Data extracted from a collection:

§

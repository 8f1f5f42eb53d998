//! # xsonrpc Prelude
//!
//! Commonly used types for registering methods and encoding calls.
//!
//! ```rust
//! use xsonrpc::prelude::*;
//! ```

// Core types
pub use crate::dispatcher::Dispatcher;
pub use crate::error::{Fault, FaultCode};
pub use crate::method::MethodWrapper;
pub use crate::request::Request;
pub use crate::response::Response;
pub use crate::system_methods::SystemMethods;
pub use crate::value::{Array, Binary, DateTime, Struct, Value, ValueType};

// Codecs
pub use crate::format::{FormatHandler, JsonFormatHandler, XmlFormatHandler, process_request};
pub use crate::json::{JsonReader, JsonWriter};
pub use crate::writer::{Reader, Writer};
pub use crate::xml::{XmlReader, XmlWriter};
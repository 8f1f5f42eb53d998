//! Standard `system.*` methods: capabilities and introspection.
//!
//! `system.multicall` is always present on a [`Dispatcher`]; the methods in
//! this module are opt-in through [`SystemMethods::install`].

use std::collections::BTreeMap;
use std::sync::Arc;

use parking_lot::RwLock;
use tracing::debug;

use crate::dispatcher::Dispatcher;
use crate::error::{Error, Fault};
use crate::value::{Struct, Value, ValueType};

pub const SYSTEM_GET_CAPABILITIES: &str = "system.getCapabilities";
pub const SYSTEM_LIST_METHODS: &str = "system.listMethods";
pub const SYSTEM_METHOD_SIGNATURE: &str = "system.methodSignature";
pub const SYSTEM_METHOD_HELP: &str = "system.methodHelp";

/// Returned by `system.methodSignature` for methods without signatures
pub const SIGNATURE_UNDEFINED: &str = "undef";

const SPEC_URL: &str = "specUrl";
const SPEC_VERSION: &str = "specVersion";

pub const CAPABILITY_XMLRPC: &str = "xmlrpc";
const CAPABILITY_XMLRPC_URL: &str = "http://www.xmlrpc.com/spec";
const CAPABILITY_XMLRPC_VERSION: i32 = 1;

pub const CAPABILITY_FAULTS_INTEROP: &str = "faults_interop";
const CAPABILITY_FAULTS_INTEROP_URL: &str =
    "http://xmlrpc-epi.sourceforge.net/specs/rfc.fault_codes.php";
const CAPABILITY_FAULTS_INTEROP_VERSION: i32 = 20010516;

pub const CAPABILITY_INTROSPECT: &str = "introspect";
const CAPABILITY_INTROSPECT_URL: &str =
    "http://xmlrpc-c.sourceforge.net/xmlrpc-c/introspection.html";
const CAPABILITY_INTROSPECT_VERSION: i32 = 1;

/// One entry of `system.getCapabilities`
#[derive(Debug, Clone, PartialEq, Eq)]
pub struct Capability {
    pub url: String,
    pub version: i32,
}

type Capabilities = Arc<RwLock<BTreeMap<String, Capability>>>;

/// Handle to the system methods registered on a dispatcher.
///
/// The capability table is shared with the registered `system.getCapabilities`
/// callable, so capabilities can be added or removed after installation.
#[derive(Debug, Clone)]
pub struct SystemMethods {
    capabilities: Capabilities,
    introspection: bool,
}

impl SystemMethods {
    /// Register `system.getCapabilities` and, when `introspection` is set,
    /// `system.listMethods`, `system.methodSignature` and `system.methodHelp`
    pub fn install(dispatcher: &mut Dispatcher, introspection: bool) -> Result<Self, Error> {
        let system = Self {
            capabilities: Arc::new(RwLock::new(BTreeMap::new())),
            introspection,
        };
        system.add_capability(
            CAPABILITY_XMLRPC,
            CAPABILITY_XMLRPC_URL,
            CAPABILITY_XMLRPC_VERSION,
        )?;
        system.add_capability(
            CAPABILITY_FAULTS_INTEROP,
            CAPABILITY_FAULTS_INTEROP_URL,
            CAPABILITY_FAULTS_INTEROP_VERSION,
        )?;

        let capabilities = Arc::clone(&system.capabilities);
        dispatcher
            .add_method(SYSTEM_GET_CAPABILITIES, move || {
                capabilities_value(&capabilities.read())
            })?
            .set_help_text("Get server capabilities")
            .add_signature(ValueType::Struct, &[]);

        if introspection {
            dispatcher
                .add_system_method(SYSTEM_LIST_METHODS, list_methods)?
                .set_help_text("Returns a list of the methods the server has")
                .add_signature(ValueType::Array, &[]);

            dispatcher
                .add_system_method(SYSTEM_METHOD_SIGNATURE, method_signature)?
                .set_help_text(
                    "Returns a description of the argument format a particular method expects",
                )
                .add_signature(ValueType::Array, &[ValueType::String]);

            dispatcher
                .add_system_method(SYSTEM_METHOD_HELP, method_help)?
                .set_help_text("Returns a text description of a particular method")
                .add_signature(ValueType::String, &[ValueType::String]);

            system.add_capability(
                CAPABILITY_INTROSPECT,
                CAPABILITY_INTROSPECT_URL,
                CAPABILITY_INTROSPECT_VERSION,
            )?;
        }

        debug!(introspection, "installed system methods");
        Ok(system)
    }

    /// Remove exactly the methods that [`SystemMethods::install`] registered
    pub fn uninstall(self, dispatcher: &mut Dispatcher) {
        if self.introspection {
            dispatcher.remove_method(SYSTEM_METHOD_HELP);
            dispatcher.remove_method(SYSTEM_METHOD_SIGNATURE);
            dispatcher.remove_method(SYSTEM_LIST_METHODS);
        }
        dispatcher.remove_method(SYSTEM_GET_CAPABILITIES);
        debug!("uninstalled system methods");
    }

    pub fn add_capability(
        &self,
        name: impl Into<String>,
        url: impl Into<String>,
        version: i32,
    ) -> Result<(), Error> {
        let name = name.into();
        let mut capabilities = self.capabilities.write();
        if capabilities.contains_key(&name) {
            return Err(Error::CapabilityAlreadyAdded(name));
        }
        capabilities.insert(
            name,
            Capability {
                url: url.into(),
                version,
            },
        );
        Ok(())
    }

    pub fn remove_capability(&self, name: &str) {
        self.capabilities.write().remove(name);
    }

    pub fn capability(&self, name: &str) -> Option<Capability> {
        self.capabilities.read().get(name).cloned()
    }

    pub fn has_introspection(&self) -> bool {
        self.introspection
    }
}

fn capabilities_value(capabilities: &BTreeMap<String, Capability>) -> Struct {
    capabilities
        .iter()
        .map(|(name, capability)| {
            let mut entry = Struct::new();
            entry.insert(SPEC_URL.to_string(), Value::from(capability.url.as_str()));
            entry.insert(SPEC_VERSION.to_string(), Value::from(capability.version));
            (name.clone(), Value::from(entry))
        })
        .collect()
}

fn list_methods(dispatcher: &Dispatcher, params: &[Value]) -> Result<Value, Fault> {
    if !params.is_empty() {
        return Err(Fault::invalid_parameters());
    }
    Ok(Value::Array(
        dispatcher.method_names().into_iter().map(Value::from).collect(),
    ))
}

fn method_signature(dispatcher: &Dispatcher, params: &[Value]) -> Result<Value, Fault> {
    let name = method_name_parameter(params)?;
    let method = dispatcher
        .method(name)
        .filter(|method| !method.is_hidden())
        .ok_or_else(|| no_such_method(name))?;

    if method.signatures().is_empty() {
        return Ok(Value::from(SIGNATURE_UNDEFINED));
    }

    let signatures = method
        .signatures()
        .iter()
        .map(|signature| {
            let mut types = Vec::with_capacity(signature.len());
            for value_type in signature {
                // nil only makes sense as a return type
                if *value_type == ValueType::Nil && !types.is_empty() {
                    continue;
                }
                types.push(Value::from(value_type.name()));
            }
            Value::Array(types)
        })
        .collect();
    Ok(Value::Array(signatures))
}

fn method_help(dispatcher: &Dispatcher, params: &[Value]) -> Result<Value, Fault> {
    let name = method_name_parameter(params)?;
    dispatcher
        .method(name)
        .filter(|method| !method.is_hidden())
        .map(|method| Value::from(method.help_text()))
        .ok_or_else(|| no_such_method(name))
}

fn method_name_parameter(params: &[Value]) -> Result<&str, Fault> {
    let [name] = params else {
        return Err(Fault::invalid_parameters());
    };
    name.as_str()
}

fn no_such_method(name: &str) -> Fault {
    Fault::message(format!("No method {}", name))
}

§

PROBLEM REQUIREMENTS: Respond with a single number, namely how many lines of the entries contain the word "RwLock".

WRITTEN ANSWER: 3